Problem description: Give back an exact copy of the lines in the records below, from the line that has "a pushed branch" through the line that has "problems: 403 Forbidden", and nothing besides.

*-*-*

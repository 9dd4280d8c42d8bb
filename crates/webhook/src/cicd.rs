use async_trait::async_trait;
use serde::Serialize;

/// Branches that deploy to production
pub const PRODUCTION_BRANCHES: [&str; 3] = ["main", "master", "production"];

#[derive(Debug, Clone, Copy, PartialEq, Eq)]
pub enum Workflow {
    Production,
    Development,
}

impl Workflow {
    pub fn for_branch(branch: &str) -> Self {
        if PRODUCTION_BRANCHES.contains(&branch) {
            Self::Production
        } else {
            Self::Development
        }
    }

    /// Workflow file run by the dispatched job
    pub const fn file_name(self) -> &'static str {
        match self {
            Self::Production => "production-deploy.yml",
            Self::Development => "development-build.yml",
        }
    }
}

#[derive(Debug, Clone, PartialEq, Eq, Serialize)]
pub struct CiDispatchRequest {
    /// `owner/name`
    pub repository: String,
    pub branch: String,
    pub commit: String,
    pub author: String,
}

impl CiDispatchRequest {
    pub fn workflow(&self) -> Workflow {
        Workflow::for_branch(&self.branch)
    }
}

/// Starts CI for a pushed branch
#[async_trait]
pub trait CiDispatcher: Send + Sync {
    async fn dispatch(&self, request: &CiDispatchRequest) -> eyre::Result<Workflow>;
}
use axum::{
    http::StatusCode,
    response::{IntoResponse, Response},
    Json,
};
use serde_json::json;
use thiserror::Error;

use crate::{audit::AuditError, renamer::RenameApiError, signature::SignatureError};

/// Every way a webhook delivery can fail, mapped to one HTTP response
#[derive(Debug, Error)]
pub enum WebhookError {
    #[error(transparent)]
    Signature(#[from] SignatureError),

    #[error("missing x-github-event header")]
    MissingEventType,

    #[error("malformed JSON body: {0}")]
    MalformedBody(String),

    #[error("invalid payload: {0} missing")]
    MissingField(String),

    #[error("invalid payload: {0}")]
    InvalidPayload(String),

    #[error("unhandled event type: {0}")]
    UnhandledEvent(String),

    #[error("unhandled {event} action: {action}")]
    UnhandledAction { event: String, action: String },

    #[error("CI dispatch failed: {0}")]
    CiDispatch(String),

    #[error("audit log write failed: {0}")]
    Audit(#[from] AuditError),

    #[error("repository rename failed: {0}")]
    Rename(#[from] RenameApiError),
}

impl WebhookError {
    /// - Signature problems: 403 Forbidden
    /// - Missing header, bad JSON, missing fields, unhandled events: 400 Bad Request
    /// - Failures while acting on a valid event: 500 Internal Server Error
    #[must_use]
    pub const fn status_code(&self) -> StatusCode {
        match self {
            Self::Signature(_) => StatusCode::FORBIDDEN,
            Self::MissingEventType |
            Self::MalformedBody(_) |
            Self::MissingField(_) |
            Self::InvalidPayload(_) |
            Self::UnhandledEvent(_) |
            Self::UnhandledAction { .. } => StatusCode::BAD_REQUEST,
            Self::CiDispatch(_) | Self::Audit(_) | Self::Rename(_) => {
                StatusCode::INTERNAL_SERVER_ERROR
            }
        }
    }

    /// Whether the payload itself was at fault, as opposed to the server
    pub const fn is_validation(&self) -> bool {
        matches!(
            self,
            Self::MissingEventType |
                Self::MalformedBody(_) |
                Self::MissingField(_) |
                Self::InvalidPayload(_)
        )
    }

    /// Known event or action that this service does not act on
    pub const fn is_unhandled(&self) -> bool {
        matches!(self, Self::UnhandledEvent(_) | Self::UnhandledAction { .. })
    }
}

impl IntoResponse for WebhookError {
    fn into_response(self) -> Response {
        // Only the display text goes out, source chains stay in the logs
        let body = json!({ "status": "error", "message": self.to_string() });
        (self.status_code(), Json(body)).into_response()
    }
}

*-*-*

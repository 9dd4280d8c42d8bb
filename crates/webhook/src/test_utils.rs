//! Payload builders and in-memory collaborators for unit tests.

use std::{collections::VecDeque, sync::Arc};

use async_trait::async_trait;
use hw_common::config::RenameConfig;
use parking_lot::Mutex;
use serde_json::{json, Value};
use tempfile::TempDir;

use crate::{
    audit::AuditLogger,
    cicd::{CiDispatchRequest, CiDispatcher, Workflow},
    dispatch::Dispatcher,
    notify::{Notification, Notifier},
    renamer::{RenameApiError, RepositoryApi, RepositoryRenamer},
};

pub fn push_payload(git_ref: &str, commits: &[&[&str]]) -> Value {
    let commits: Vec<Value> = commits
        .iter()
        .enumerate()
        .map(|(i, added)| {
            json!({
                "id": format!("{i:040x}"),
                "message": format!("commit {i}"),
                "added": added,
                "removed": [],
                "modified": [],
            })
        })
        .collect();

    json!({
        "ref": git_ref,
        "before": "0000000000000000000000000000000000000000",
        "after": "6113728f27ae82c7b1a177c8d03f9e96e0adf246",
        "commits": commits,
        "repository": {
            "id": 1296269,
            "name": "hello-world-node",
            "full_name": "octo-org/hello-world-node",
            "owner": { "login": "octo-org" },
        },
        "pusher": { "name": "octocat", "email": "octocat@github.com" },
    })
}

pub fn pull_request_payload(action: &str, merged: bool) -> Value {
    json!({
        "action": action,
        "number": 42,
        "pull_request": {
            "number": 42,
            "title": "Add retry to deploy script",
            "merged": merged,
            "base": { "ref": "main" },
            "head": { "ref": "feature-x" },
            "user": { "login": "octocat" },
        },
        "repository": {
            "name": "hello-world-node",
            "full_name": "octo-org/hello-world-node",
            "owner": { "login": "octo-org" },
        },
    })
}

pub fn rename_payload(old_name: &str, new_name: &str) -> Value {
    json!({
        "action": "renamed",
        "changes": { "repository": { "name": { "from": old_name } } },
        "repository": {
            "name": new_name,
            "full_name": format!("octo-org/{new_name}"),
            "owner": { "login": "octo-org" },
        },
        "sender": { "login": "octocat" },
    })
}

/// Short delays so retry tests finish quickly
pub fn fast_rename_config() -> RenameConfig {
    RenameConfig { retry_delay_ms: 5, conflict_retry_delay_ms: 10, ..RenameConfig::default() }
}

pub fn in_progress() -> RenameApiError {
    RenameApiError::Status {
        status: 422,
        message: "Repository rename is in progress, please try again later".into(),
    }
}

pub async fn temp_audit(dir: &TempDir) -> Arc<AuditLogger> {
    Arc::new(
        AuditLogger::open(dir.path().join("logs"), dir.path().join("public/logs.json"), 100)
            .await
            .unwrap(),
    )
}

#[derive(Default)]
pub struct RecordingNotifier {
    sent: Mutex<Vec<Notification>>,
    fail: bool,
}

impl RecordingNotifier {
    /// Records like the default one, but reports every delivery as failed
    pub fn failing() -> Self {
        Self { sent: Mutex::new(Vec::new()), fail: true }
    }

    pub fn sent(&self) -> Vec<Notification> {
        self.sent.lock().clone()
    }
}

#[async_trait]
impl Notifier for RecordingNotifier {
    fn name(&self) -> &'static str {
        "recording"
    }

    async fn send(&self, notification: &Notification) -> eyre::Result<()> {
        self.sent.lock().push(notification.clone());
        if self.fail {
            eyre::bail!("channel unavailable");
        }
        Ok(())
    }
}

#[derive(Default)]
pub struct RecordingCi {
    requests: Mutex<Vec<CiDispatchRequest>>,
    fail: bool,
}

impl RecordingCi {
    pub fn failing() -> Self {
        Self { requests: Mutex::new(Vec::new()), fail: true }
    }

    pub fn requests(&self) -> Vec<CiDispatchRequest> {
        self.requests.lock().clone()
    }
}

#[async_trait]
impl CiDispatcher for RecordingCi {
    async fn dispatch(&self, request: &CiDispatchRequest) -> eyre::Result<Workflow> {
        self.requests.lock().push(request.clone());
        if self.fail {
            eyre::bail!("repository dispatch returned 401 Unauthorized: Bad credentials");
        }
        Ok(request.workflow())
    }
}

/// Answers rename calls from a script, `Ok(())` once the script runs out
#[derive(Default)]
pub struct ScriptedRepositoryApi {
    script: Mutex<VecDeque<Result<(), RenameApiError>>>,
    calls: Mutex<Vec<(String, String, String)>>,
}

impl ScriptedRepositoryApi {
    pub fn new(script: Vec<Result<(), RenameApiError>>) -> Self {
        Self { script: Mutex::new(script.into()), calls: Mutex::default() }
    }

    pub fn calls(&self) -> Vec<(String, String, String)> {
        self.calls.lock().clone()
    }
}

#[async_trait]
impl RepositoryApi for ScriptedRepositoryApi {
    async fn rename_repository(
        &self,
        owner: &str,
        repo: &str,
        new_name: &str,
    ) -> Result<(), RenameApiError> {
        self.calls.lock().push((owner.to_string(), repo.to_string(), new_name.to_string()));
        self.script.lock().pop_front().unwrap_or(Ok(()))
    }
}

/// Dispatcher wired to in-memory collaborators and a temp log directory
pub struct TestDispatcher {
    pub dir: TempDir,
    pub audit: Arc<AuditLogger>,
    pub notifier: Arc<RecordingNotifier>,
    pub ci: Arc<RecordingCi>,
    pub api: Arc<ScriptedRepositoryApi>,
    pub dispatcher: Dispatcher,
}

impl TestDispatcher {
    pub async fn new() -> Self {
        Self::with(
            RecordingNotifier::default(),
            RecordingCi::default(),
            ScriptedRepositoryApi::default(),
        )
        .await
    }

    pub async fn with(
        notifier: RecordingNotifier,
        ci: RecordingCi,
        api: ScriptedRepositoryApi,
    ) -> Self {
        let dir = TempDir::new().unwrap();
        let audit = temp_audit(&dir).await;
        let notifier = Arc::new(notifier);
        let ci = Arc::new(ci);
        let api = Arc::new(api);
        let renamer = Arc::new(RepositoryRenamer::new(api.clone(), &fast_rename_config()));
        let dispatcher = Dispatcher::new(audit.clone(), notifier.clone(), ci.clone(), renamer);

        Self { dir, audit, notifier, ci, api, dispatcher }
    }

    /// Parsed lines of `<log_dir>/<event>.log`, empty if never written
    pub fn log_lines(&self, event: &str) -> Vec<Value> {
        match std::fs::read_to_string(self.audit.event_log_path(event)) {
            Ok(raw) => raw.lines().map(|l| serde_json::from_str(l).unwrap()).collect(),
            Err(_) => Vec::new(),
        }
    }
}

*-*-*

Answer space:
/// Starts CI for a pushed branch
#[async_trait]
pub trait CiDispatcher: Send + Sync {
    async fn dispatch(&self, request: &CiDispatchRequest) -> eyre::Result<Workflow>;
}
use axum::{
    http::StatusCode,
    response::{IntoResponse, Response},
    Json,
};
use serde_json::json;
use thiserror::Error;

use crate::{audit::AuditError, renamer::RenameApiError, signature::SignatureError};

/// Every way a webhook delivery can fail, mapped to one HTTP response
#[derive(Debug, Error)]
pub enum WebhookError {
    #[error(transparent)]
    Signature(#[from] SignatureError),

    #[error("missing x-github-event header")]
    MissingEventType,

    #[error("malformed JSON body: {0}")]
    MalformedBody(String),

    #[error("invalid payload: {0} missing")]
    MissingField(String),

    #[error("invalid payload: {0}")]
    InvalidPayload(String),

    #[error("unhandled event type: {0}")]
    UnhandledEvent(String),

    #[error("unhandled {event} action: {action}")]
    UnhandledAction { event: String, action: String },

    #[error("CI dispatch failed: {0}")]
    CiDispatch(String),

    #[error("audit log write failed: {0}")]
    Audit(#[from] AuditError),

    #[error("repository rename failed: {0}")]
    Rename(#[from] RenameApiError),
}

impl WebhookError {
    /// - Signature problems: 403 Forbidden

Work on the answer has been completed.